Exercise details: Go through the entries below and collect each line with the string "owned" in it.

□ □ □ □ □ □ □

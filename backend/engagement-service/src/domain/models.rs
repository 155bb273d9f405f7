use chrono::{DateTime, Utc};
use serde::{Deserialize, Serialize};
use uuid::Uuid;

/// User entity - identity is issued by the external identity provider;
/// this service only resolves ids and handles.
#[derive(Debug, Clone, Serialize, Deserialize, sqlx::FromRow)]
pub struct User {
    pub id: Uuid,
    pub username: String,
    pub full_name: String,
    pub avatar: Option<String>,
    pub created_at: DateTime<Utc>,
}

/// Video entity - `video_file` and `thumbnail` are opaque blob locators
/// owned by the media store collaborator.
#[derive(Debug, Clone, Serialize, Deserialize, sqlx::FromRow)]
pub struct Video {
    pub id: Uuid,
    pub owner_id: Uuid,
    pub title: String,
    pub description: String,
    pub video_file: String,
    pub thumbnail: String,
    pub duration: f64,
    pub views: i64,
    pub is_published: bool,
    pub created_at: DateTime<Utc>,
    pub updated_at: DateTime<Utc>,
}

/// Tweet entity - a short owned text post
#[derive(Debug, Clone, Serialize, Deserialize, sqlx::FromRow)]
pub struct Tweet {
    pub id: Uuid,
    pub owner_id: Uuid,
    pub content: String,
    pub created_at: DateTime<Utc>,
    pub updated_at: DateTime<Utc>,
}

/// Comment entity - an owned text post attached to a video
#[derive(Debug, Clone, Serialize, Deserialize, sqlx::FromRow)]
pub struct Comment {
    pub id: Uuid,
    pub owner_id: Uuid,
    pub video_id: Uuid,
    pub content: String,
    pub created_at: DateTime<Utc>,
    pub updated_at: DateTime<Utc>,
}

/// Like edge - exactly one of `video_id`, `comment_id`, `tweet_id` is set.
/// Uniqueness per (liked_by, target) is enforced by the toggle protocol and
/// backed by partial unique indexes in the Postgres schema.
#[derive(Debug, Clone, Serialize, Deserialize, sqlx::FromRow)]
pub struct Like {
    pub id: Uuid,
    pub liked_by: Uuid,
    pub video_id: Option<Uuid>,
    pub comment_id: Option<Uuid>,
    pub tweet_id: Option<Uuid>,
    pub created_at: DateTime<Utc>,
}

impl Like {
    /// Build a fresh edge for the given actor and target.
    pub fn new(liked_by: Uuid, target: LikeTarget) -> Self {
        let mut like = Like {
            id: Uuid::new_v4(),
            liked_by,
            video_id: None,
            comment_id: None,
            tweet_id: None,
            created_at: Utc::now(),
        };
        match target {
            LikeTarget::Video(id) => like.video_id = Some(id),
            LikeTarget::Comment(id) => like.comment_id = Some(id),
            LikeTarget::Tweet(id) => like.tweet_id = Some(id),
        }
        like
    }

    /// The populated target field, if the row is well formed.
    pub fn target(&self) -> Option<LikeTarget> {
        match (self.video_id, self.comment_id, self.tweet_id) {
            (Some(id), None, None) => Some(LikeTarget::Video(id)),
            (None, Some(id), None) => Some(LikeTarget::Comment(id)),
            (None, None, Some(id)) => Some(LikeTarget::Tweet(id)),
            _ => None,
        }
    }
}

/// The half of a like's composite key that names what was liked.
#[derive(Debug, Clone, Copy, PartialEq, Eq, Hash, Serialize, Deserialize)]
#[serde(tag = "kind", content = "id", rename_all = "lowercase")]
pub enum LikeTarget {
    Video(Uuid),
    Comment(Uuid),
    Tweet(Uuid),
}

impl LikeTarget {
    pub fn id(&self) -> Uuid {
        match self {
            LikeTarget::Video(id) | LikeTarget::Comment(id) | LikeTarget::Tweet(id) => *id,
        }
    }

    pub fn kind(&self) -> &'static str {
        match self {
            LikeTarget::Video(_) => "video",
            LikeTarget::Comment(_) => "comment",
            LikeTarget::Tweet(_) => "tweet",
        }
    }
}

/// Subscription edge - subscriber follows channel
#[derive(Debug, Clone, Serialize, Deserialize, sqlx::FromRow)]
pub struct Subscription {
    pub id: Uuid,
    pub subscriber_id: Uuid,
    pub channel_id: Uuid,
    pub created_at: DateTime<Utc>,
}

impl Subscription {
    pub fn new(subscriber_id: Uuid, channel_id: Uuid) -> Self {
        Subscription {
            id: Uuid::new_v4(),
            subscriber_id,
            channel_id,
            created_at: Utc::now(),
        }
    }
}

/// Outcome of a like toggle: the new state plus the edge when one was created.
#[derive(Debug, Clone, Serialize)]
#[serde(tag = "state", rename_all = "lowercase")]
pub enum LikeToggle {
    Liked { like: Like },
    Unliked,
}

impl LikeToggle {
    pub fn is_liked(&self) -> bool {
        matches!(self, LikeToggle::Liked { .. })
    }
}

/// Outcome of a subscription toggle.
#[derive(Debug, Clone, Serialize)]
#[serde(tag = "state", rename_all = "lowercase")]
pub enum SubscriptionToggle {
    Subscribed { subscription: Subscription },
    Unsubscribed,
}

impl SubscriptionToggle {
    pub fn is_subscribed(&self) -> bool {
        matches!(self, SubscriptionToggle::Subscribed { .. })
    }
}

/// Channel statistics aggregated from videos, subscriptions and likes.
/// Every counter is always present; empty groups report zero.
#[derive(Debug, Clone, Default, Serialize, Deserialize)]
pub struct ChannelStats {
    pub total_videos: i64,
    pub total_views: i64,
    pub subscriber_count: i64,
    pub subscribed_channel_count: i64,
    pub total_likes: i64,
}

/// Public channel profile: the user record plus its subscription counters.
#[derive(Debug, Clone, Serialize)]
pub struct ChannelProfile {
    #[serde(flatten)]
    pub user: User,
    pub subscriber_count: i64,
    pub subscribed_channel_count: i64,
}

/// One page of a channel's public video listing.
#[derive(Debug, Clone, Serialize)]
pub struct VideoPage {
    pub videos: Vec<Video>,
    pub length: usize,
    /// Always `page + 1`; callers detect exhaustion by an empty `videos`.
    pub next_page: u32,
}

/// Sort key for the public video listing.
#[derive(Debug, Clone, Copy, PartialEq, Eq, Serialize, Deserialize)]
#[serde(rename_all = "snake_case")]
pub enum VideoSortField {
    CreatedAt,
    Title,
    Views,
    Duration,
}

impl VideoSortField {
    /// Column name for the Postgres backend.
    pub fn column(&self) -> &'static str {
        match self {
            VideoSortField::CreatedAt => "created_at",
            VideoSortField::Title => "title",
            VideoSortField::Views => "views",
            VideoSortField::Duration => "duration",
        }
    }
}

#[derive(Debug, Clone, Copy, PartialEq, Eq, Serialize, Deserialize)]
#[serde(rename_all = "lowercase")]
pub enum SortDirection {
    Ascending,
    Descending,
}

/// Query parameters for the public video listing.
#[derive(Debug, Clone)]
pub struct VideoListQuery {
    pub page: u32,
    pub limit: u32,
    pub sort_by: VideoSortField,
    pub direction: SortDirection,
}

impl Default for VideoListQuery {
    fn default() -> Self {
        VideoListQuery {
            page: 1,
            limit: 8,
            sort_by: VideoSortField::CreatedAt,
            direction: SortDirection::Ascending,
        }
    }
}

impl VideoListQuery {
    /// Rows to skip before this page starts.
    pub fn offset(&self) -> i64 {
        i64::from(self.page.saturating_sub(1)) * i64::from(self.limit)
    }
}

/// Query parameters for a video's comment listing.
#[derive(Debug, Clone)]
pub struct CommentListQuery {
    pub page: u32,
    pub limit: u32,
}

impl Default for CommentListQuery {
    fn default() -> Self {
        CommentListQuery { page: 1, limit: 10 }
    }
}

impl CommentListQuery {
    /// Rows to skip before this page starts.
    pub fn offset(&self) -> i64 {
        i64::from(self.page.saturating_sub(1)) * i64::from(self.limit)
    }
}

/// Fields accepted when publishing a new video.
#[derive(Debug, Clone, Deserialize)]
pub struct NewVideo {
    pub title: String,
    pub description: String,
    pub video_file: String,
    pub thumbnail: String,
    pub duration: f64,
}

/// Owner-editable video fields; `None` leaves the stored value untouched.
#[derive(Debug, Clone, Default, Deserialize)]
pub struct VideoUpdate {
    pub title: Option<String>,
    pub description: Option<String>,
    pub thumbnail: Option<String>,
}

#[cfg(test)]
mod tests {
    use super::*;

    #[test]
    fn like_carries_exactly_one_target() {
        let actor = Uuid::new_v4();
        let id = Uuid::new_v4();

        let like = Like::new(actor, LikeTarget::Comment(id));
        assert_eq!(like.target(), Some(LikeTarget::Comment(id)));
        assert!(like.video_id.is_none());
        assert!(like.tweet_id.is_none());

        // a malformed row (two populated targets) resolves to no target
        let mut broken = like.clone();
        broken.video_id = Some(Uuid::new_v4());
        assert_eq!(broken.target(), None);
    }

    #[test]
    fn toggle_outcomes_serialize_with_a_state_tag() {
        let like = Like::new(Uuid::new_v4(), LikeTarget::Video(Uuid::new_v4()));
        let json = serde_json::to_value(LikeToggle::Liked { like }).unwrap();
        assert_eq!(json["state"], "liked");
        assert!(json["like"]["id"].is_string());

        let json = serde_json::to_value(LikeToggle::Unliked).unwrap();
        assert_eq!(json["state"], "unliked");

        let json = serde_json::to_value(SubscriptionToggle::Unsubscribed).unwrap();
        assert_eq!(json["state"], "unsubscribed");
    }

    #[test]
    fn page_offsets_scale_with_limit() {
        let query = VideoListQuery {
            page: 3,
            limit: 5,
            ..Default::default()
        };
        assert_eq!(query.offset(), 10);

        // page 0 and page 1 both start at the beginning
        let query = VideoListQuery {
            page: 0,
            ..Default::default()
        };
        assert_eq!(query.offset(), 0);

        assert_eq!(CommentListQuery::default().offset(), 0);
        assert_eq!(CommentListQuery { page: 4, limit: 10 }.offset(), 30);
    }
}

□ □ □ □ □ □ □

Solution to this task:
/// owned by the media store collaborator.
/// Tweet entity - a short owned text post
/// Comment entity - an owned text post attached to a video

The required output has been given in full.